The 360 Threat Intelligence Center reports that APT-C-26, the Lazarus group, deployed a customized monitoring program with complete remote desktop control capabilities targeting enterprise networks. The surveillance program is fully functional with comprehensive remote control features, threatening enterprise data security and enabling accumulation of strategic resources for future cyberattack operations.
Also from 360 Threat Intelligence Center, MuddyWater APT group launched phishing campaigns targeting multiple regions using macro code and executables disguised as PDF files. The attacks deploy UDPGangster and Phoenix backdoors for persistent access and data theft, demonstrating continued sophisticated social engineering by this known nation-state threat actor.
Research by Fabian Monrose analyzing security-focused browser extension development reveals common vulnerabilities including XSS and CSP bypasses. The study examined source code of multiple extensions, identifying insecure coding practices and gaps in developer security awareness that expose users to risks despite using security-focused tools.
Researchers from Georgia Institute of Technology and Oregon State University, including Angelos D. Keromytis, conducted the first large-scale analysis of orphan flows. These are network communications from compromised hosts unrelated to initial attack vectors or C2 activity, representing a significant blind spot in security monitoring that can be used for lateral movement or data exfiltration without triggering conventional alerts.
Georgia Institute of Technology researchers analyzed the lifecycle of malicious network infrastructure used by threat actors from simple attacks to sophisticated nation-state operations. The study increased publicly known malicious IP infrastructure by 3.06 times and determined that network log retention of 25 months is necessary to uncover 90% of sophisticated attack infrastructure.
A research preprint on arXiv.org introduces ForgeDAN, an evolutionary framework demonstrating techniques for jailbreaking and bypassing safety alignments in large language models. The research explores methods to circumvent security controls implemented in AI systems, presenting attack methodologies that exploit LLM vulnerabilities.

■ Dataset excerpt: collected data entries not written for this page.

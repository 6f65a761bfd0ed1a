use hearth_config::BackoffSettings;
use rand::Rng;
use std::time::Duration;

/// Delay for attempt `n` (1-based): `min(max_delay, base_delay *
/// multiplier^(n-1)) * (1 + U(-jitter, +jitter))`, floored at 0.1s (§4.3
/// retry policy — the same formula the connection manager uses for its own
/// reconnect backoff).
pub fn retry_delay(settings: &BackoffSettings, attempt: u32) -> Duration {
    let exponent = attempt.saturating_sub(1);
    let scaled = settings.base_delay.as_secs_f64() * settings.multiplier.powi(exponent as i32);
    let bounded = scaled.min(settings.max_delay.as_secs_f64());

    let jitter_factor = if settings.jitter > 0.0 {
        1.0 + rand::rng().random_range(-settings.jitter..=settings.jitter)
    } else {
        1.0
    };

    Duration::from_secs_f64((bounded * jitter_factor).max(0.1))
}

#[cfg(test)]
mod tests {
    use super::*;

    #[test]
    fn grows_exponentially_until_capped() {
        let settings = BackoffSettings {
            base_delay: Duration::from_secs(1),
            multiplier: 2.0,
            max_delay: Duration::from_secs(60),
            jitter: 0.0,
            max_retries: 5,
        };
        assert_eq!(retry_delay(&settings, 1), Duration::from_secs(1));
        assert_eq!(retry_delay(&settings, 2), Duration::from_secs(2));
        assert_eq!(retry_delay(&settings, 10), Duration::from_secs(60));
    }
}
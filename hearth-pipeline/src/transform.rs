use hearth_model::{Event, FieldValue, StoragePoint, Value};
use std::collections::BTreeMap;

/// Converts an event (plus any registry attributes merged in by the
/// connection manager, §4.1/§9) into one or more storage points. A
/// registered transform may return more than one point for a single event
/// (e.g. one point per sub-metric); the pipeline never partially delivers
/// the result (§8 invariant 1).
pub trait Transform: Send + Sync {
    fn transform(&self, event: &Event, registry_attributes: Option<&BTreeMap<String, Value>>) -> Vec<StoragePoint>;
}

/// Built-in transform used when no transform is registered for an event's
/// type: measurement = domain, tags = entity_id plus any scalar registry
/// attributes, fields = every scalar event attribute. Non-scalar
/// attributes (maps/lists) are skipped — they have no line-protocol field
/// representation.
pub struct DefaultTransform;

impl Transform for DefaultTransform {
    fn transform(&self, event: &Event, registry_attributes: Option<&BTreeMap<String, Value>>) -> Vec<StoragePoint> {
        let mut builder =
            StoragePoint::builder(event.domain.clone(), event.timestamp_ns).tag("entity_id", Some(event.entity_id.clone()));

        if let Some(registry) = registry_attributes {
            for (key, value) in registry {
                if value.is_scalar() {
                    let rendered = value.to_display_string();
                    builder = builder.tag(key.clone(), if rendered.is_empty() { None } else { Some(rendered) });
                }
            }
        }

        let mut has_field = false;
        for (key, value) in &event.attributes {
            let Some(field_value) = value_to_field(value) else {
                continue;
            };
            builder = builder.field(key.clone(), field_value);
            has_field = true;
        }

        if !has_field {
            // Every point needs at least one field (§3 invariant); fall
            // back to a presence marker rather than dropping the event.
            builder = builder.field("present", FieldValue::Bool(true));
        }

        vec![builder.build()]
    }
}

fn value_to_field(value: &Value) -> Option<FieldValue> {
    match value {
        Value::String(s) => Some(FieldValue::Str(s.clone())),
        Value::Int(i) => Some(FieldValue::Int(*i)),
        Value::Float(f) => Some(FieldValue::Float(*f)),
        Value::Bool(b) => Some(FieldValue::Bool(*b)),
        Value::Map(_) | Value::List(_) => None,
    }
}

#[cfg(test)]
mod tests {
    use super::*;

    #[test]
    fn default_transform_produces_one_point_with_entity_tag() {
        let event = Event::new("light", "light.kitchen", "state_changed", 1_700_000_000_000_000_000)
            .with_attribute("state", "on")
            .with_attribute("brightness", 200_i64);

        let points = DefaultTransform.transform(&event, None);
        assert_eq!(points.len(), 1);
        assert_eq!(points[0].measurement, "light");
        assert_eq!(points[0].tags.get("entity_id"), Some(&"light.kitchen".to_string()));
        assert_eq!(points[0].fields.get("brightness"), Some(&FieldValue::Int(200)));
    }

    #[test]
    fn registry_attributes_merge_as_tags() {
        let event = Event::new("light", "light.kitchen", "state_changed", 0).with_attribute("state", "on");
        let mut registry = BTreeMap::new();
        registry.insert("area_id".to_string(), Value::String("kitchen".to_string()));

        let points = DefaultTransform.transform(&event, Some(&registry));
        assert_eq!(points[0].tags.get("area_id"), Some(&"kitchen".to_string()));
    }

    #[test]
    fn default_transform_encodes_to_the_exact_line_protocol_line() {
        let event = Event::new("light", "light.kitchen", "state_changed", 1_735_689_600_000_000_000)
            .with_attribute("state", "on")
            .with_attribute("brightness", 200_i64);

        let points = DefaultTransform.transform(&event, None);
        assert_eq!(
            hearth_model::line_protocol::encode_point(&points[0]),
            "light,entity_id=light.kitchen brightness=200i,state=\"on\" 1735689600000000000"
        );
    }

    #[test]
    fn event_with_no_scalar_attributes_still_yields_a_point() {
        let mut nested = BTreeMap::new();
        nested.insert("inner".to_string(), Value::String("x".to_string()));
        let event = Event::new("light", "light.kitchen", "state_changed", 0).with_attribute("nested", Value::Map(nested));

        let points = DefaultTransform.transform(&event, None);
        assert_eq!(points.len(), 1);
        assert!(points[0].fields.contains_key("present"));
    }
}
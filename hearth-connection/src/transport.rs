use crate::error::{ConnectionError, Result};
use async_trait::async_trait;
use futures_util::{SinkExt, StreamExt};
use tokio_tungstenite::tungstenite::Message;
use tokio_tungstenite::{connect_async, MaybeTlsStream, WebSocketStream};

/// Abstracts the wire channel so the state machine and decoding logic can
/// be driven by fixtures in tests instead of a real socket.
#[async_trait]
pub trait Transport: Send {
    async fn send_text(&mut self, text: String) -> Result<()>;

    /// `Ok(None)` means the peer closed the channel cleanly.
    async fn recv_text(&mut self) -> Result<Option<String>>;
}

pub struct WebSocketTransport {
    stream: WebSocketStream<MaybeTlsStream<tokio::net::TcpStream>>,
}

impl WebSocketTransport {
    pub async fn connect(url: &str) -> Result<Self> {
        let (stream, _response) = connect_async(url)
            .await
            .map_err(|e| ConnectionError::Transport(e.to_string()))?;
        Ok(Self { stream })
    }
}

#[async_trait]
impl Transport for WebSocketTransport {
    async fn send_text(&mut self, text: String) -> Result<()> {
        self.stream
            .send(Message::Text(text.into()))
            .await
            .map_err(|e| ConnectionError::Transport(e.to_string()))
    }

    async fn recv_text(&mut self) -> Result<Option<String>> {
        loop {
            match self.stream.next().await {
                Some(Ok(Message::Text(text))) => return Ok(Some(text.to_string())),
                Some(Ok(Message::Ping(_) | Message::Pong(_))) => continue,
                Some(Ok(Message::Close(_))) | None => return Ok(None),
                Some(Ok(Message::Binary(_) | Message::Frame(_))) => continue,
                Some(Err(e)) => return Err(ConnectionError::Transport(e.to_string())),
            }
        }
    }
}
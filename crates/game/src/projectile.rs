//! Cluster ordnance: the falling canister and its scattered sub-munitions.

use engine_core::{Entity, Transform, Vec3};
use rand::Rng;

use crate::config::SimConfig;
use crate::enemy::Enemy;
use crate::schedule::Deferred;
use crate::weapons::{self, CombatCtx};

/// What a projectile is, with per-kind state grouped on the variant.
#[derive(Debug, Clone, Copy, PartialEq)]
pub enum Munition {
    /// The canister: falls until the split altitude.
    ClusterMain,
    /// A scattered bomblet. `delay` is how long after ground contact its
    /// blast goes off.
    ClusterSub { delay: f32 },
}

/// A ballistic projectile in flight.
#[derive(Debug, Clone, Copy)]
pub struct Projectile {
    pub munition: Munition,
    pub position: Vec3,
    pub velocity: Vec3,
}

/// Sub-munition scatter: horizontal amplitude and the upward/downward mix.
const SCATTER_XZ: f32 = 180.0;
const SCATTER_LIFT: f32 = 60.0;
const SCATTER_DROP: f32 = 60.0;
/// Split puff and delayed blast sizes.
const SPLIT_PUFF_SCALE: f32 = 0.5;
const SUB_BLAST_SCALE: f32 = 1.2;

/// Integrate every projectile one tick and handle terminal events.
///
/// The canister splits into exactly `sub_count` bomblets below the split
/// altitude. A bomblet reaching the ground leaves the simulation at once;
/// its blast is queued behind its random delay and resolved later against
/// wherever the enemies are *then*.
pub fn update_projectiles(
    ctx: &mut CombatCtx,
    cfg: &SimConfig,
    projectiles: &mut Vec<Projectile>,
    dt: f32,
) {
    let mut spawned: Vec<Projectile> = Vec::new();
    let mut i = 0;
    while i < projectiles.len() {
        let p = &mut projectiles[i];
        let terminal = match p.munition {
            Munition::ClusterMain => {
                p.velocity.y -= cfg.main_gravity * dt;
                p.position += p.velocity * dt;
                p.position.y < cfg.split_altitude
            }
            Munition::ClusterSub { .. } => {
                p.velocity.y -= cfg.sub_gravity * dt;
                p.position += p.velocity * dt;
                p.position.y <= 0.0
            }
        };
        if !terminal {
            i += 1;
            continue;
        }
        let p = projectiles.remove(i);
        match p.munition {
            Munition::ClusterMain => {
                for _ in 0..cfg.sub_count {
                    spawned.push(Projectile {
                        munition: Munition::ClusterSub {
                            delay: ctx.rng.gen::<f32>() * cfg.sub_delay_max,
                        },
                        position: p.position,
                        velocity: Vec3::new(
                            (ctx.rng.gen::<f32>() - 0.5) * SCATTER_XZ,
                            ctx.rng.gen::<f32>() * SCATTER_LIFT - SCATTER_DROP,
                            (ctx.rng.gen::<f32>() - 0.5) * SCATTER_XZ,
                        ),
                    });
                }
                ctx.effects.create_explosion(
                    ctx.scheduler,
                    ctx.audio,
                    ctx.rng,
                    ctx.now,
                    cfg.flash_duration,
                    p.position,
                    SPLIT_PUFF_SCALE,
                    true,
                );
            }
            Munition::ClusterSub { delay } => {
                ctx.scheduler.schedule(
                    ctx.now + delay,
                    Deferred::SubDetonation {
                        position: p.position,
                    },
                );
            }
        }
    }
    projectiles.append(&mut spawned);
}

/// A bomblet's delayed blast: pop, smoke, and area damage against enemy
/// positions as they are now.
pub fn detonate_sub(ctx: &mut CombatCtx, cfg: &SimConfig, position: Vec3) {
    ctx.effects.create_explosion(
        ctx.scheduler,
        ctx.audio,
        ctx.rng,
        ctx.now,
        cfg.flash_duration,
        position,
        SUB_BLAST_SCALE,
        false,
    );
    ctx.audio.cluster_pop();

    let victims: Vec<Entity> = ctx
        .world
        .query::<(&Transform, &Enemy)>()
        .iter()
        .filter(|(_, (t, _))| t.position.distance(position) < cfg.sub_radius)
        .map(|(entity, _)| entity)
        .collect();
    for entity in victims {
        weapons::apply_damage(ctx, cfg, entity, cfg.sub_damage);
    }
}

#[cfg(test)]
mod tests {
    use super::*;
    use crate::effects::EffectsState;
    use crate::hooks::testing::{RecordingAudio, RecordingUi};
    use crate::schedule::Scheduler;
    use crate::weapons::Progress;
    use engine_core::{Health, Velocity, World};
    use rand::rngs::StdRng;
    use rand::SeedableRng;

    struct Rig {
        world: World,
        effects: EffectsState,
        scheduler: Scheduler,
        progress: Progress,
        audio: RecordingAudio,
        ui: RecordingUi,
        rng: StdRng,
        cfg: SimConfig,
        now: f32,
    }

    impl Rig {
        fn new() -> Self {
            let cfg = SimConfig::default();
            Self {
                world: World::new(),
                effects: EffectsState::new(),
                scheduler: Scheduler::new(),
                progress: Progress::new(&cfg.level_thresholds),
                audio: RecordingAudio::default(),
                ui: RecordingUi::default(),
                rng: StdRng::seed_from_u64(11),
                cfg,
                now: 0.0,
            }
        }

        fn ctx(&mut self) -> CombatCtx<'_> {
            CombatCtx {
                world: &mut self.world,
                effects: &mut self.effects,
                scheduler: &mut self.scheduler,
                progress: &mut self.progress,
                audio: &mut self.audio,
                ui: &mut self.ui,
                rng: &mut self.rng,
                now: self.now,
            }
        }

        fn plant_enemy(&mut self, position: Vec3, health: f32) -> Entity {
            self.world.spawn((
                Transform::from_position(position),
                Velocity::new(Vec3::ZERO),
                Health::new(health),
                Enemy {
                    kind: crate::enemy::EnemyKind::Infantry { gait_phase: 0.0 },
                    flash: false,
                },
            ))
        }
    }

    const DT: f32 = 1.0 / 60.0;

    #[test]
    fn canister_splits_into_exactly_fifteen_bomblets() {
        let mut rig = Rig::new();
        let cfg = rig.cfg.clone();
        // Just above the split altitude, already falling.
        let mut projectiles = vec![Projectile {
            munition: Munition::ClusterMain,
            position: Vec3::new(0.0, cfg.split_altitude + 0.5, -100.0),
            velocity: Vec3::new(0.0, -60.0, 0.0),
        }];
        let mut ctx = rig.ctx();
        update_projectiles(&mut ctx, &cfg, &mut projectiles, DT);
        drop(ctx);
        assert_eq!(projectiles.len(), cfg.sub_count);
        for p in &projectiles {
            let Munition::ClusterSub { delay } = p.munition else {
                panic!("canister survived the split");
            };
            assert!((0.0..cfg.sub_delay_max).contains(&delay));
            // Scatter within documented bounds.
            assert!(p.velocity.x.abs() <= SCATTER_XZ * 0.5);
            assert!(p.velocity.z.abs() <= SCATTER_XZ * 0.5);
            assert!(p.velocity.y <= 0.0 && p.velocity.y >= -SCATTER_DROP);
        }
        // Split puff: smoke only, no boom yet.
        assert_eq!(rig.effects.particles.len(), 5);
        assert!(rig.audio.0.borrow().explosions.is_empty());
    }

    #[test]
    fn grounded_bomblet_leaves_at_once_but_blasts_later() {
        let mut rig = Rig::new();
        let cfg = rig.cfg.clone();
        let mut projectiles = vec![Projectile {
            munition: Munition::ClusterSub { delay: 0.3 },
            position: Vec3::new(0.0, 0.5, -100.0),
            velocity: Vec3::new(0.0, -120.0, 0.0),
        }];
        rig.now = 2.0;
        let mut ctx = rig.ctx();
        update_projectiles(&mut ctx, &cfg, &mut projectiles, DT);
        drop(ctx);
        // Gone from the simulation immediately, detonation queued.
        assert!(projectiles.is_empty());
        assert_eq!(rig.scheduler.len(), 1);
        let early = rig.scheduler.drain_due(2.2);
        assert!(early.is_empty(), "blast must wait for its delay");
        let due = rig.scheduler.drain_due(2.3);
        assert_eq!(due.len(), 1);
    }

    #[test]
    fn delayed_blast_damages_positions_at_detonation_time() {
        let mut rig = Rig::new();
        let cfg = rig.cfg.clone();
        let blast = Vec3::new(0.0, 0.0, -100.0);
        // In radius at contact time, out of it by detonation time.
        let walker = rig.plant_enemy(Vec3::new(10.0, 0.0, -100.0), 40.0);
        // Out of radius at contact, in radius at detonation.
        let arriver = rig.plant_enemy(Vec3::new(30.0, 0.0, -100.0), 40.0);

        // ...time passes; they trade places before the blast.
        rig.world.get::<&mut Transform>(walker).unwrap().position.x = 30.0;
        rig.world.get::<&mut Transform>(arriver).unwrap().position.x = 10.0;

        let mut ctx = rig.ctx();
        detonate_sub(&mut ctx, &cfg, blast);
        drop(ctx);

        assert_eq!(
            rig.world.get::<&Health>(walker).unwrap().current,
            40.0,
            "walked out before the delay elapsed"
        );
        assert_eq!(
            rig.world.get::<&Health>(arriver).unwrap().current,
            40.0 - cfg.sub_damage
        );
        assert_eq!(rig.audio.0.borrow().pops, 1);
    }

    #[test]
    fn one_blast_damages_each_enemy_once() {
        let mut rig = Rig::new();
        let cfg = rig.cfg.clone();
        let blast = Vec3::new(0.0, 0.0, -100.0);
        let e = rig.plant_enemy(Vec3::new(5.0, 0.0, -100.0), 40.0);
        let mut ctx = rig.ctx();
        detonate_sub(&mut ctx, &cfg, blast);
        drop(ctx);
        assert_eq!(
            rig.world.get::<&Health>(e).unwrap().current,
            40.0 - cfg.sub_damage
        );
    }

    #[test]
    fn canister_arcs_under_gravity() {
        let mut rig = Rig::new();
        let cfg = rig.cfg.clone();
        let mut projectiles = vec![Projectile {
            munition: Munition::ClusterMain,
            position: Vec3::new(0.0, 45.0, 25.0),
            velocity: Vec3::new(0.0, cfg.cluster_launch_lift, -cfg.cluster_launch_speed),
        }];
        let v0 = projectiles[0].velocity.y;
        let mut ctx = rig.ctx();
        update_projectiles(&mut ctx, &cfg, &mut projectiles, DT);
        drop(ctx);
        assert!(projectiles[0].velocity.y < v0);
        assert!(projectiles[0].position.z < 25.0);
    }
}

The International Association for Cryptologic Research reports a critical failure in their 2025 election using the Helios electronic voting system. One of three trustees permanently lost their private key, preventing decryption of election results and making verification impossible, highlighting fundamental key management failures in cryptographic systems.
Finally, Hoang Nguyen disclosed CVE-2025-27093, affecting Sliver C2 framework versions 1.5.43 and earlier when configured with Wireguard. The vulnerability allows unrestricted communication between Wireguard clients due to inadequate traffic filtering, enabling attackers with leaked keypairs to target operators' exposed services or facilitate lateral movement between compromised implants. That concludes today's briefing.